Questionado sobre se a PEC tem apoio do governo Luiz Inácio Lula da Silva (PT), Campos Neto disse que é necessário esclarecer alguns pontos.

“O ministro [Fernando Haddad] tem falado que não é conta, mas que precisa esclarecer alguns pontos. E no Legislativo, no Senado, eu tenho sentido uma boa vontade para aprovar”, afirmou o economista.

Sobre a transição no comando do BC ao fim deste ano, Campos Neto voltou a dizer que será um processo “suave” e “construtivo”, e que espera que a agenda de digitalização da autarquia continue sob seu sucessor.

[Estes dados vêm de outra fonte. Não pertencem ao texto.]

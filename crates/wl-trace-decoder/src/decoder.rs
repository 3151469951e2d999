// Copyright 2025 Schelling Point Labs Inc
// SPDX-License-Identifier: AGPL-3.0-only

//! Stateful message decoder
//!
//! One [`Decoder`] per connection owns the object registry and the globals
//! table. Messages from both directions must be fed to it in the order they
//! were observed so that object creation and destruction line up.

use crate::args::ArgCursor;
use crate::globals::Globals;
use crate::record::{DecodedRecord, MessageKind};
use crate::registry::{ObjectRecord, Registry};
use crate::value::ArgValue;
use crate::warning::{ArgError, DecodeWarning};
use std::sync::Arc;
use tracing::debug;
use wl_trace_proto::{Direction, Message};
use wl_trace_schema::{
    Arg, ArgKind, MessageSignature, NewIdTarget, Schema, DISPLAY_INTERFACE, REGISTRY_INTERFACE,
};

/// Result of decoding one message
#[derive(Debug, Clone)]
pub struct DecodeOutcome {
    pub record: DecodedRecord,
    pub warnings: Vec<DecodeWarning>,
    /// Descriptors the signature says travel with this message
    pub expected_fds: usize,
}

pub struct Decoder {
    schema: Arc<Schema>,
    registry: Registry,
    globals: Globals,
}

/// Borrowed state threaded through argument decoding
struct ArgContext<'a> {
    sender: &'a ObjectRecord,
    signature: &'a MessageSignature,
    seq: u64,
    registry: &'a mut Registry,
    warnings: &'a mut Vec<DecodeWarning>,
}

impl ArgContext<'_> {
    fn malformed(&mut self, arg: &Arg, reason: ArgError) {
        self.warnings.push(DecodeWarning::MalformedArgument {
            interface: self.sender.interface.clone(),
            message: self.signature.name.clone(),
            arg: arg.name.clone(),
            kind: arg.kind.tag(),
            reason,
        });
    }

    fn interface_of(&self, id: u32) -> Option<String> {
        if id == 0 {
            return None;
        }
        self.registry.resolve(id).map(|record| record.interface.clone())
    }

    /// Work out the new object's interface/version and bind it
    fn create(
        &mut self,
        arg: &Arg,
        target: &NewIdTarget,
        id: u32,
        decoded: &[ArgValue],
    ) -> ArgValue {
        let companion = match target {
            NewIdTarget::Typed {
                interface,
                version_arg: None,
            } => Ok((interface.clone(), self.sender.version)),
            NewIdTarget::Typed {
                interface,
                version_arg: Some(index),
            } => uint_at(decoded, *index).map(|version| (interface.clone(), version)),
            NewIdTarget::Dynamic {
                interface_arg,
                version_arg,
            } => text_at(decoded, *interface_arg).and_then(|interface| {
                uint_at(decoded, *version_arg).map(|version| (interface, version))
            }),
        };

        let (interface, version) = match companion {
            Ok(found) => found,
            Err(reason) => {
                self.malformed(arg, reason);
                return ArgValue::NewId {
                    id,
                    interface: None,
                };
            }
        };

        if id != 0 {
            if let Err(warning) = self.registry.bind(id, &interface, version, self.seq) {
                self.warnings.push(warning);
            }
        }
        ArgValue::NewId {
            id,
            interface: Some(interface),
        }
    }
}

fn uint_at(decoded: &[ArgValue], index: usize) -> Result<u32, ArgError> {
    decoded
        .get(index)
        .and_then(ArgValue::as_uint)
        .ok_or(ArgError::BadCompanion {
            index,
            expected: "uint",
        })
}

fn text_at(decoded: &[ArgValue], index: usize) -> Result<String, ArgError> {
    decoded
        .get(index)
        .and_then(ArgValue::as_text)
        .map(str::to_string)
        .ok_or(ArgError::BadCompanion {
            index,
            expected: "string",
        })
}

impl Decoder {
    pub fn new(schema: Arc<Schema>) -> Self {
        Self {
            schema,
            registry: Registry::new(),
            globals: Globals::new(),
        }
    }

    pub fn registry(&self) -> &Registry {
        &self.registry
    }

    pub fn globals(&self) -> &Globals {
        &self.globals
    }

    pub fn schema(&self) -> &Schema {
        &self.schema
    }

    /// Decode one message and apply its registry side effects
    pub fn decode(&mut self, message: &Message) -> DecodeOutcome {
        let object_id = message.object_id();
        let index = message.opcode();
        let direction = message.direction;
        let mut warnings = Vec::new();

        let opaque = |kind: MessageKind, warnings: Vec<DecodeWarning>| DecodeOutcome {
            record: DecodedRecord {
                seq: message.seq,
                direction,
                object_id,
                kind,
                args: vec![ArgValue::Opaque(message.payload().to_vec())],
            },
            warnings,
            expected_fds: 0,
        };

        let Some(sender) = self.registry.resolve(object_id).cloned() else {
            warnings.push(DecodeWarning::UnknownObject {
                id: object_id,
                opcode: index,
                direction,
            });
            return opaque(MessageKind::UnknownObject { index }, warnings);
        };

        let schema = Arc::clone(&self.schema);
        let Some(signature) = schema.resolve(&sender.interface, sender.version, direction, index)
        else {
            debug!(
                object_id,
                interface = %sender.interface,
                version = sender.version,
                index,
                kind = direction.message_kind(),
                "no signature"
            );
            return opaque(
                MessageKind::UnknownMessage {
                    interface: sender.interface,
                    index,
                },
                warnings,
            );
        };

        let mut args = self.decode_args(&sender, signature, message, &mut warnings);
        self.apply_side_effects(&sender, signature, direction, &mut args);

        DecodeOutcome {
            record: DecodedRecord {
                seq: message.seq,
                direction,
                object_id,
                kind: MessageKind::Resolved {
                    interface: sender.interface.clone(),
                    message: signature.name.clone(),
                },
                args,
            },
            warnings,
            expected_fds: signature.fd_count(),
        }
    }

    fn decode_args(
        &mut self,
        sender: &ObjectRecord,
        signature: &MessageSignature,
        message: &Message,
        warnings: &mut Vec<DecodeWarning>,
    ) -> Vec<ArgValue> {
        let mut ctx = ArgContext {
            sender,
            signature,
            seq: message.seq,
            registry: &mut self.registry,
            warnings,
        };
        let mut cursor = ArgCursor::new(message.payload());
        let mut decoded = Vec::with_capacity(signature.args.len());

        for arg in &signature.args {
            let value = match &arg.kind {
                ArgKind::Int => cursor.read_i32().map(ArgValue::Int),
                ArgKind::Uint => cursor.read_u32().map(ArgValue::Uint),
                ArgKind::Fixed => cursor.read_i32().map(ArgValue::Fixed),
                ArgKind::String { .. } => cursor.read_string().map(ArgValue::Str),
                ArgKind::Array => cursor.read_array().map(ArgValue::Array),
                ArgKind::Object { .. } => cursor.read_u32().map(|id| ArgValue::Object {
                    id,
                    interface: ctx.interface_of(id),
                }),
                ArgKind::NewId(target) => cursor
                    .read_u32()
                    .map(|id| ctx.create(arg, target, id, &decoded)),
                ArgKind::Fd => Ok(ArgValue::Fd),
            };

            match value {
                Ok(value) => decoded.push(value),
                Err(reason) => {
                    ctx.malformed(arg, reason);
                    decoded.push(ArgValue::Malformed);
                }
            }
        }

        if cursor.remaining() > 0 {
            debug!(
                object_id = message.object_id(),
                message = %signature.name,
                trailing = cursor.remaining(),
                "trailing bytes after last argument"
            );
        }
        decoded
    }

    fn apply_side_effects(
        &mut self,
        sender: &ObjectRecord,
        signature: &MessageSignature,
        direction: Direction,
        args: &mut [ArgValue],
    ) {
        if direction == Direction::ServerToClient {
            match (sender.interface.as_str(), signature.name.as_str()) {
                (DISPLAY_INTERFACE, "delete_id") => {
                    if let Some(ArgValue::Uint(id)) = args.first().cloned() {
                        let interface = self
                            .registry
                            .resolve(id)
                            .map(|record| record.interface.clone());
                        args[0] = ArgValue::Object { id, interface };
                        self.registry.release(id);
                    }
                }
                (REGISTRY_INTERFACE, "global") => {
                    if let [ArgValue::Uint(name), interface, ArgValue::Uint(version)] = &*args {
                        if let Some(interface) = interface.as_text() {
                            self.globals.announce(*name, interface, *version);
                        }
                    }
                }
                (REGISTRY_INTERFACE, "global_remove") => {
                    if let Some(ArgValue::Uint(name)) = args.first() {
                        if self.globals.remove(*name).is_none() {
                            debug!(name, "global_remove for an unannounced global");
                        }
                    }
                }
                _ => {}
            }
        }

        if signature.destructor {
            self.registry.release(sender.id);
        }
    }
}

#[cfg(test)]
mod tests {
    use super::*;
    use crate::registry::DISPLAY_ID;
    use wl_trace_proto::Frame;

    fn message(direction: Direction, seq: u64, object_id: u32, opcode: u16, payload: Vec<u8>) -> Message {
        Message {
            direction,
            seq,
            frame: Frame::new(object_id, opcode, payload).unwrap(),
        }
    }

    fn request(object_id: u32, opcode: u16, payload: Vec<u8>) -> Message {
        message(Direction::ClientToServer, 0, object_id, opcode, payload)
    }

    fn event(object_id: u32, opcode: u16, payload: Vec<u8>) -> Message {
        message(Direction::ServerToClient, 0, object_id, opcode, payload)
    }

    fn decoder() -> Decoder {
        Decoder::new(Arc::new(Schema::builtin()))
    }

    #[test]
    fn test_new_id_inherits_sender_version() {
        let mut decoder = decoder();
        decoder.registry.bind(4, "wl_compositor", 5, 0).unwrap();

        let outcome = decoder.decode(&request(4, 0, 9u32.to_le_bytes().to_vec()));
        assert_eq!(outcome.record.render_line(), "4 wl_compositor.create_surface(new wl_surface@9)");
        let surface = decoder.registry().resolve(9).unwrap();
        assert_eq!(surface.interface, "wl_surface");
        assert_eq!(surface.version, 5);
    }

    #[test]
    fn test_object_argument_uses_registry() {
        let mut decoder = decoder();
        decoder.registry.bind(5, "wl_surface", 6, 0).unwrap();
        decoder.registry.bind(6, "wl_buffer", 1, 0).unwrap();

        let mut payload = 6u32.to_le_bytes().to_vec();
        payload.extend(0i32.to_le_bytes());
        payload.extend((-3i32).to_le_bytes());
        let outcome = decoder.decode(&request(5, 1, payload));
        assert_eq!(
            outcome.record.render_line(),
            "5 wl_surface.attach(wl_buffer@6, 0, -3)"
        );

        let mut payload = 0u32.to_le_bytes().to_vec();
        payload.extend(0i32.to_le_bytes());
        payload.extend(0i32.to_le_bytes());
        let outcome = decoder.decode(&request(5, 1, payload));
        assert_eq!(outcome.record.render_line(), "5 wl_surface.attach(null, 0, 0)");
    }

    #[test]
    fn test_destructor_releases_sender() {
        let mut decoder = decoder();
        decoder.registry.bind(7, "wl_region", 1, 0).unwrap();
        let outcome = decoder.decode(&request(7, 0, Vec::new()));
        assert_eq!(outcome.record.render_line(), "7 wl_region.destroy()");
        assert!(decoder.registry().resolve(7).is_none());
    }

    #[test]
    fn test_delete_id_renders_object_then_releases() {
        let mut decoder = decoder();
        decoder.registry.bind(8, "wl_callback", 1, 0).unwrap();

        let outcome = decoder.decode(&event(DISPLAY_ID, 1, 8u32.to_le_bytes().to_vec()));
        assert_eq!(
            outcome.record.render_line(),
            "1 wl_display.delete_id(wl_callback@8)"
        );
        assert!(decoder.registry().resolve(8).is_none());

        // already gone: rendered as a bare id, no warning
        let outcome = decoder.decode(&event(DISPLAY_ID, 1, 8u32.to_le_bytes().to_vec()));
        assert_eq!(outcome.record.render_line(), "1 wl_display.delete_id(8)");
        assert!(outcome.warnings.is_empty());
    }

    #[test]
    fn test_descriptor_args_are_counted() {
        let mut decoder = decoder();
        decoder.registry.bind(10, "wl_keyboard", 9, 0).unwrap();
        let mut payload = 1u32.to_le_bytes().to_vec();
        payload.extend(48_000u32.to_le_bytes());
        let outcome = decoder.decode(&event(10, 0, payload));
        assert_eq!(outcome.record.render_line(), "10 wl_keyboard.keymap(1, fd, 48000)");
        assert_eq!(outcome.expected_fds, 1);
    }

    #[test]
    fn test_malformed_argument_does_not_stop_decoding() {
        let mut decoder = decoder();
        decoder.registry.bind(11, "xdg_toplevel", 6, 0).unwrap();
        // set_title with a string missing its terminator
        let mut payload = 4u32.to_le_bytes().to_vec();
        payload.extend_from_slice(b"abcd");
        let outcome = decoder.decode(&request(11, 2, payload));
        assert_eq!(outcome.record.render_line(), "11 xdg_toplevel.set_title(<malformed>)");
        assert!(matches!(
            outcome.warnings.as_slice(),
            [DecodeWarning::MalformedArgument {
                kind: "string",
                reason: ArgError::MissingTerminator,
                ..
            }]
        ));
        assert!(outcome.warnings[0]
            .to_string()
            .starts_with("xdg_toplevel.set_title string argument 'title'"));
    }

    #[test]
    fn test_unknown_message_on_known_object() {
        let mut decoder = decoder();
        decoder.registry.bind(12, "wl_seat", 1, 0).unwrap();
        // name only exists from version 2
        let outcome = decoder.decode(&event(12, 1, vec![1, 0, 0, 0]));
        assert_eq!(outcome.record.render_line(), "12 wl_seat.1(b'\\x01\\x00\\x00\\x00')");
        assert!(!outcome.record.is_resolved());
        assert!(outcome.warnings.is_empty());
    }

    #[test]
    fn test_double_bind_is_reported() {
        let mut decoder = decoder();
        decoder.registry.bind(4, "wl_compositor", 6, 0).unwrap();
        decoder.registry.bind(9, "wl_region", 1, 0).unwrap();
        let outcome = decoder.decode(&request(4, 0, 9u32.to_le_bytes().to_vec()));
        assert!(matches!(
            outcome.warnings.as_slice(),
            [DecodeWarning::DoubleBind { id: 9, .. }]
        ));
        assert_eq!(decoder.registry().resolve(9).unwrap().interface, "wl_surface");
    }
}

“O Banco Central tem todos os ingredientes para ter uma continuidade nas políticas que a gente está fazendo. Os técnicos do BC são muito bons, e qualquer um que entra no BC rapidamente entende que grande parte do que a gente faz vem de uma trilha mais antiga e que tem aspectos técnicos que preponderam”, afirmou.

Quando questionado sobre o seu começo no comando da autarquia, Campos Neto disse ter sentido receio de não estar apto para o cargo.

“Eu tinha um grande temor de não estar preparado para aquilo. Quando sentei na cadeira, a primeira coisa que pensei foi ‘por que estou aqui?’, ‘será que tenho capacidade de estar aqui?’ e aí com o tempo você vai aprendendo. Contei com muita gente boa no BC que me ajudou. Fizemos o Pix no meio da pandemia, com as pessoas trabalhando de madrugada, eu aprendi muito com eles.”

Risco Fiscal

Segundo o presidente do BC, o risco fiscal dos países estará cada vez mais sob o holofote de investidores, pois a realidade fiscal dos países estaria descolada da política monetária em todo o mundo.

“Principalmente nos Estados Unidos, Europa e Japão. Se somarmos [os três], isso mais ou menos dá dois terços da dívida soberana mundial. E se ela custava 1% para rolar, agora custa 3%. Além disso, essa dívida subiu 25% durante a pandemia. Em algum momento, a sustentabilidade da dívida vai virar um tema e o fiscal vai ficar mais no foco”, disse Campos Neto.

Com relação ao Brasil, o economista avalia que o país está “um pouquinho pior que a média” em relação aos pares emergentes para investidores estrangeiros.

“Mas o Brasil teve suas peculiaridades. [O mercado brasileiro] tem bastante peso em empresas estatais, e teve um ruído do governo nelas. E os nossos juros são mais altos, então você tem uma taxa de desconto mais alta, a perspectiva de que o risco de prêmio que entra na Bolsa pela parte fiscal tem piorado um pouquinho também”, disse o economista.

“No final das contas, se você olha que o Brasil tem um juro de longo prazo que paga acima de 6%, isso explica um pouco por que a Bolsa não sobe. Você tem aí uma âncora pesada para carregar. Isso não tem nada a ver com o Banco Central, isso é uma percepção de risco do Brasil”, afirmou Campos Neto.

Atualmente, a Selic está a 10,75% ao ano, após uma série de cortes promovidos pelo Banco Central. A taxa básica de juros de dois dígitos tem sido alvo de críticas do governo Lula, que também criticou nominalmente Campos Neto pelos juros altos.

Nesta segunda, Campos Neto também voltou a dizer que o aumento no nível de incerteza, especialmente com relação à política monetária americana, leva a uma menor previsibilidade para os próximos cortes na Selic.

“Um cenário é essa incerteza diminuir, e a gente voltar para a nossa forma de atuação [ritmo de cortes na Selic] que a gente tinha começado. Um outro cenário é esse aumento de incerteza ficar mais tempo, e criar ruídos crescentes e aí a gente tem que trabalhar em como é que vai ser o ritmo, se a gente o diminui”, disse.

Na última semana, os investidores passaram a precificar corte de apenas 0,25 ponto percentual na Selic em maio, não de 0,50 ponto percentual, como vinha indicando o BC em suas comunicações mais recentes.